The House bill would end that, requiring documentation before receiving tax credits. That could create particular hardship for new parents, who can’t confirm that babies are eligible for premium subsidies until they receive Social Security numbers weeks after they’re born.

Policy experts following the debate “did not expect the end to provisional eligibility,” Corlette said. “I don’t know what the reaction in the Senate will be, as I’m not sure everyone understands the full implications of these provisions because they are so new.”

It can take up to six weeks for the Social Security Administration to process a number for a newborn, and an additional two weeks for parents to get the card, according to a white paper that analyzed provisions of the House bill and was co-authored by Jason Levitis, a senior fellow at the Urban Institute, and Christen Linke Young, a visiting fellow with Brookings’ Center on Health Policy.

Without a Social Security number, any application to add a newborn to an ACA policy would automatically generate a hold on premium tax credits for that family, they wrote — increasing their out-of-pocket costs, at least temporarily.

“It puts consumers on the hook for any delays the marketplace is taking,” while the Centers for Medicare & Medicaid Services, which administers the ACA marketplaces, “is cutting staff and adding a lot more paperwork to burden the staff they have,” Levitis said.

Provisions in the House bill that would require ACA enrollees to provide information each year that they reenroll — or when seeking to add or change a policy due to a life circumstance — would increase the number of people without health insurance by 700,000 in 2034, according to the latest CBO estimate.

Less Time To Sign Up

Premiums and Out-of-Pocket Costs Will Likely Increase

The reason?
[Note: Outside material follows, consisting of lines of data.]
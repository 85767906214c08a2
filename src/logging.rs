//! Logging setup shared by both binaries.
//!
//! Everything goes to stderr so the snapshot's stdout stays clean for
//! piping the generated JSON elsewhere.

use tracing_subscriber::EnvFilter;

/// Default filter when `RUST_LOG` is not set.
const DEFAULT_FILTER: &str = "info";

/// Builds the env filter from `RUST_LOG`, falling back to `info`.
pub fn env_filter() -> EnvFilter {
    EnvFilter::try_from_default_env().unwrap_or_else(|_| EnvFilter::new(DEFAULT_FILTER))
}

/// Initializes logging to stderr.
///
/// Safe to call more than once; later calls are ignored.
pub fn init_stderr_logging() {
    let _ = tracing_subscriber::fmt()
        .with_env_filter(env_filter())
        .with_writer(std::io::stderr)
        .try_init();
}
//! GitHub gist client.
//!
//! Replaces the content of a single file in a gist with a `PATCH` request.
//! Each publish overwrites the file entirely.

use async_trait::async_trait;
use reqwest::{Client, StatusCode};
use serde::{Deserialize, Serialize};
use std::collections::BTreeMap;
use std::time::Duration;
use tracing::debug;

use crate::config::GistConfig;
use crate::error::{ProxyError, Result};
use crate::publish::SnapshotSink;

/// GitHub REST API version header value.
const GITHUB_API_VERSION: &str = "2022-11-28";

/// Gist API client.
#[derive(Debug, Clone)]
pub struct GistClient {
    config: GistConfig,
    client: Client,
}

impl GistClient {
    /// Creates a new gist client with the given configuration.
    pub fn new(config: GistConfig) -> Result<Self> {
        let client = Client::builder()
            .timeout(Duration::from_secs(config.timeout_secs))
            .user_agent(concat!("signatures-proxy/", env!("CARGO_PKG_VERSION")))
            .build()
            .map_err(|e| ProxyError::publish(format!("Failed to create HTTP client: {e}")))?;

        Ok(Self { config, client })
    }

    /// Full URL of the gist being updated.
    pub fn gist_url(&self) -> String {
        format!(
            "{}/gists/{}",
            self.config.api_url.trim_end_matches('/'),
            self.config.gist_id
        )
    }

    /// Maps a non-success response to an error.
    fn parse_error(&self, status: StatusCode, body: &str) -> ProxyError {
        match status {
            StatusCode::UNAUTHORIZED => {
                ProxyError::publish("Authentication failed. Check your GITHUB_TOKEN.")
            }
            StatusCode::NOT_FOUND => ProxyError::publish(format!(
                "Gist '{}' not found, or the token cannot access it.",
                self.config.gist_id
            )),
            _ => match serde_json::from_str::<GithubErrorResponse>(body) {
                Ok(error_response) => ProxyError::publish(format!(
                    "Gist API error ({status}): {}",
                    error_response.message
                )),
                Err(_) => ProxyError::publish(format!("Gist API error ({status}): {body}")),
            },
        }
    }
}

#[async_trait]
impl SnapshotSink for GistClient {
    async fn publish(&self, content: &str) -> Result<()> {
        let token = self
            .config
            .token
            .as_deref()
            .ok_or_else(|| ProxyError::publish("GITHUB_TOKEN is not set"))?;

        let mut files = BTreeMap::new();
        files.insert(self.config.file_name.as_str(), GistFileContent { content });
        let payload = GistPatch { files };

        let url = self.gist_url();
        debug!("PATCH {url}");

        let response = self
            .client
            .patch(&url)
            .bearer_auth(token)
            .header("Accept", "application/vnd.github+json")
            .header("X-GitHub-Api-Version", GITHUB_API_VERSION)
            .json(&payload)
            .send()
            .await
            .map_err(|e| ProxyError::publish(format!("Request to {url} failed: {e}")))?;

        let status = response.status();
        if status.is_success() {
            return Ok(());
        }

        let body = response.text().await.unwrap_or_default();
        Err(self.parse_error(status, &body))
    }
}

// Gist API request/response types

#[derive(Debug, Serialize)]
struct GistPatch<'a> {
    files: BTreeMap<&'a str, GistFileContent<'a>>,
}

#[derive(Debug, Serialize)]
struct GistFileContent<'a> {
    content: &'a str,
}

#[derive(Debug, Deserialize)]
struct GithubErrorResponse {
    message: String,
}
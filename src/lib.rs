//! Signatures proxy - pivots form-signature records into per-respondent JSON.
//!
//! This library backs both binaries (`signatures-proxy` and
//! `signatures-snapshot`) and exposes the core modules for integration tests.

pub mod cli;
pub mod config;
pub mod db;
pub mod error;
pub mod logging;
pub mod pivot;
pub mod publish;
pub mod server;
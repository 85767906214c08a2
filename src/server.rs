//! HTTP surface of the signatures proxy.
//!
//! | Method | Path | Description |
//! |--------|------|-------------|
//! | `GET` | `/` | Plain-text status message |
//! | `GET` | `/signatures` | Pivoted signatures as a JSON array |

use std::sync::Arc;

use axum::extract::State;
use axum::http::StatusCode;
use axum::response::{IntoResponse, Response};
use axum::routing::get;
use axum::{Json, Router};
use serde::Serialize;
use tower_http::trace::TraceLayer;
use tracing::{error, info};

use crate::config::ServerConfig;
use crate::db::SignatureStore;
use crate::error::{ProxyError, Result};
use crate::pivot::PivotQuery;

/// Body of `GET /`.
pub const STATUS_MESSAGE: &str = "Proxy API is running. Access /signatures for data.";

/// Message returned in place of error details when redaction is on.
const REDACTED_MESSAGE: &str = "An internal error occurred. See server logs for details.";

/// Shared, read-only state handed to every request.
#[derive(Clone)]
pub struct AppState {
    pub store: Arc<dyn SignatureStore>,
    pub query: Arc<PivotQuery>,
    pub redact_errors: bool,
}

impl AppState {
    pub fn new(store: Arc<dyn SignatureStore>, query: PivotQuery) -> Self {
        Self {
            store,
            query: Arc::new(query),
            redact_errors: false,
        }
    }

    pub fn with_redacted_errors(mut self, redact: bool) -> Self {
        self.redact_errors = redact;
        self
    }
}

/// Error response body.
#[derive(Debug, Serialize)]
struct ErrorResponse {
    error_type: String,
    error_message: String,
}

/// Creates the service router.
pub fn router(state: AppState) -> Router {
    Router::new()
        .route("/", get(index))
        .route("/signatures", get(fetch_signatures))
        .layer(TraceLayer::new_for_http())
        .with_state(state)
}

/// Binds the configured address and serves until the process exits.
pub async fn serve(config: &ServerConfig, state: AppState) -> Result<()> {
    let addr = config.bind_addr();
    let listener = tokio::net::TcpListener::bind(&addr)
        .await
        .map_err(|e| ProxyError::internal(format!("Failed to bind {addr}: {e}")))?;

    info!("Starting server on port {}", config.port);

    axum::serve(listener, router(state))
        .await
        .map_err(|e| ProxyError::internal(format!("Server error: {e}")))
}

/// `GET /`
async fn index() -> &'static str {
    STATUS_MESSAGE
}

/// `GET /signatures` — runs the pivot for this request only.
async fn fetch_signatures(State(state): State<AppState>) -> Response {
    match state.store.fetch_signatures(&state.query).await {
        Ok(records) => Json(records).into_response(),
        Err(e) => {
            error!("{}: {}", e.category(), e);
            error_response(&e, state.redact_errors).into_response()
        }
    }
}

fn error_response(e: &ProxyError, redact: bool) -> impl IntoResponse {
    let error_message = if redact {
        REDACTED_MESSAGE.to_string()
    } else {
        e.to_string()
    };

    (
        StatusCode::INTERNAL_SERVER_ERROR,
        Json(ErrorResponse {
            error_type: e.type_name().to_string(),
            error_message,
        }),
    )
}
Enhanced tax credits created during the pandemic expire at the end of the year. The House bill doesn’t extend them. Those more generous payments are credited with helping double ACA enrollment since 2020.

The CBO estimates that extending the subsidies would cost $335 billion over 10 years. The House bill instead funds an extension of Trump’s tax cuts, which largely benefit wealthier families.
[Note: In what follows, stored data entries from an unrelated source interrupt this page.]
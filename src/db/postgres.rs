//! PostgreSQL/Redshift signature store.
//!
//! Provides `PostgresStore`, which implements `SignatureStore` using sqlx.
//! Every fetch opens its own connection and closes it before returning,
//! whether the query succeeded or not.

use crate::config::DatabaseConfig;
use crate::db::SignatureStore;
use crate::error::{ProxyError, Result};
use crate::pivot::{PivotQuery, SignatureRecord};
use async_trait::async_trait;
use sqlx::postgres::{PgConnectOptions, PgConnection, PgRow, PgSslMode};
use sqlx::{Connection, Row};
use std::time::{Duration, Instant};
use tracing::{debug, warn};

/// Number of leading name columns before the pivoted attributes.
const NAME_COLUMNS: usize = 2;

/// Signature store backed by a PostgreSQL-wire database.
#[derive(Debug, Clone)]
pub struct PostgresStore {
    config: DatabaseConfig,
}

impl PostgresStore {
    pub fn new(config: DatabaseConfig) -> Self {
        Self { config }
    }

    /// Opens a fresh connection using the configured TLS mode and timeout.
    async fn open(&self) -> Result<PgConnection> {
        let options = connect_options(&self.config)?;
        let timeout = Duration::from_secs(self.config.connect_timeout_secs);

        debug!("Connecting to {}", self.config.display_string());

        match tokio::time::timeout(timeout, PgConnection::connect_with(&options)).await {
            Ok(Ok(conn)) => Ok(conn),
            Ok(Err(e)) => Err(map_connection_error(e, &self.config)),
            Err(_) => Err(ProxyError::connection(format!(
                "Connection to {}:{} timed out after {} seconds.",
                self.config.host_or_default(),
                self.config.port,
                self.config.connect_timeout_secs
            ))),
        }
    }
}

#[async_trait]
impl SignatureStore for PostgresStore {
    async fn fetch_signatures(&self, query: &PivotQuery) -> Result<Vec<SignatureRecord>> {
        let mut conn = self.open().await?;

        let start = Instant::now();
        let result = sqlx::query(&query.to_sql())
            .fetch_all(&mut conn)
            .await
            .map_err(|e| ProxyError::query(format_query_error(e)))
            .and_then(|rows| {
                rows.iter()
                    .map(|row| decode_record(row, query))
                    .collect::<Result<Vec<_>>>()
            });

        if let Err(e) = conn.close().await {
            warn!("Failed to close database connection cleanly: {e}");
        }

        let records = result?;
        debug!(
            "Pivot query returned {} rows in {:?}",
            records.len(),
            start.elapsed()
        );
        Ok(records)
    }
}

/// Builds sqlx connect options from the config.
pub fn connect_options(config: &DatabaseConfig) -> Result<PgConnectOptions> {
    let database = config
        .database
        .as_deref()
        .ok_or_else(|| ProxyError::config("Database name is required (set DB_NAME)"))?;

    let ssl_mode: PgSslMode = config.sslmode.parse().map_err(|_| {
        ProxyError::config(format!(
            "Invalid sslmode '{}'. Expected disable, allow, prefer, require, verify-ca or verify-full",
            config.sslmode
        ))
    })?;

    let mut options = PgConnectOptions::new()
        .host(config.host_or_default())
        .port(config.port)
        .database(database)
        .ssl_mode(ssl_mode);

    if let Some(user) = &config.user {
        options = options.username(user);
    }
    if let Some(password) = &config.password {
        options = options.password(password);
    }

    Ok(options)
}

/// Converts one result row into a record, reading columns by position.
fn decode_record(row: &PgRow, query: &PivotQuery) -> Result<SignatureRecord> {
    let text = |index: usize| -> Result<Option<String>> {
        row.try_get::<Option<String>, _>(index)
            .map_err(|e| ProxyError::query(format!("Failed to decode column {index}: {e}")))
    };

    let attributes = query
        .labels()
        .enumerate()
        .map(|(offset, label)| -> Result<(String, Option<String>)> {
            Ok((label.to_string(), text(NAME_COLUMNS + offset)?))
        })
        .collect::<Result<Vec<_>>>()?;

    Ok(SignatureRecord {
        first_name: text(0)?,
        last_name: text(1)?,
        attributes,
    })
}

/// Maps sqlx connection errors to operator-readable messages.
///
/// Messages never include the password.
fn map_connection_error(error: sqlx::Error, config: &DatabaseConfig) -> ProxyError {
    let host = config.host_or_default();
    let port = config.port;
    let user = config.user.as_deref().unwrap_or("unknown");
    let database = config.database.as_deref().unwrap_or("unknown");

    let error_str = error.to_string().to_lowercase();

    if error_str.contains("connection refused") || error_str.contains("could not connect") {
        ProxyError::connection(format!(
            "Cannot connect to {host}:{port}. Check that the server is running."
        ))
    } else if error_str.contains("password authentication failed")
        || error_str.contains("authentication failed")
    {
        ProxyError::connection(format!(
            "Authentication failed for user '{user}'. Check your credentials."
        ))
    } else if error_str.contains("does not exist") && error_str.contains("database") {
        ProxyError::connection(format!("Database '{database}' does not exist."))
    } else if error_str.contains("ssl") || error_str.contains("tls") {
        ProxyError::connection(format!(
            "TLS negotiation with {host}:{port} failed (sslmode={}): {error}",
            config.sslmode
        ))
    } else if error_str.contains("timed out") || error_str.contains("timeout") {
        ProxyError::connection(format!(
            "Connection to {host}:{port} timed out. The server may be overloaded or unreachable."
        ))
    } else {
        ProxyError::connection(error.to_string())
    }
}

/// Formats a query error with Postgres detail and hint if available.
fn format_query_error(error: sqlx::Error) -> String {
    let Some(db_error) = error.as_database_error() else {
        return error.to_string();
    };

    let mut result = String::from("ERROR: ");
    result.push_str(db_error.message());

    if let Some(pg_error) = db_error.try_downcast_ref::<sqlx::postgres::PgDatabaseError>() {
        if let Some(detail) = pg_error.detail() {
            result.push_str("\n  DETAIL: ");
            result.push_str(detail);
        }

        if let Some(hint) = pg_error.hint() {
            result.push_str("\n  HINT: ");
            result.push_str(hint);
        }

        if let Some(table) = pg_error.table() {
            result.push_str("\n  TABLE: ");
            result.push_str(table);
        }

        if let Some(column) = pg_error.column() {
            result.push_str("\n  COLUMN: ");
            result.push_str(column);
        }
    }

    result
}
If the enhanced credits are allowed to expire, not only would premium subsidies be smaller for many people, but there would also be an abrupt eligibility cutoff — an income cliff — for households above four times the federal poverty rate, or about $103,280 for a family of three for this plan year.

Taking into account the smaller subsidies and the cliff, KFF estimates a national average premium increase of 75% for enrollees if the enhanced subsidies expire.

The CBO expects am approximate 4.2 million more people will be uninsured in 2034 as a result.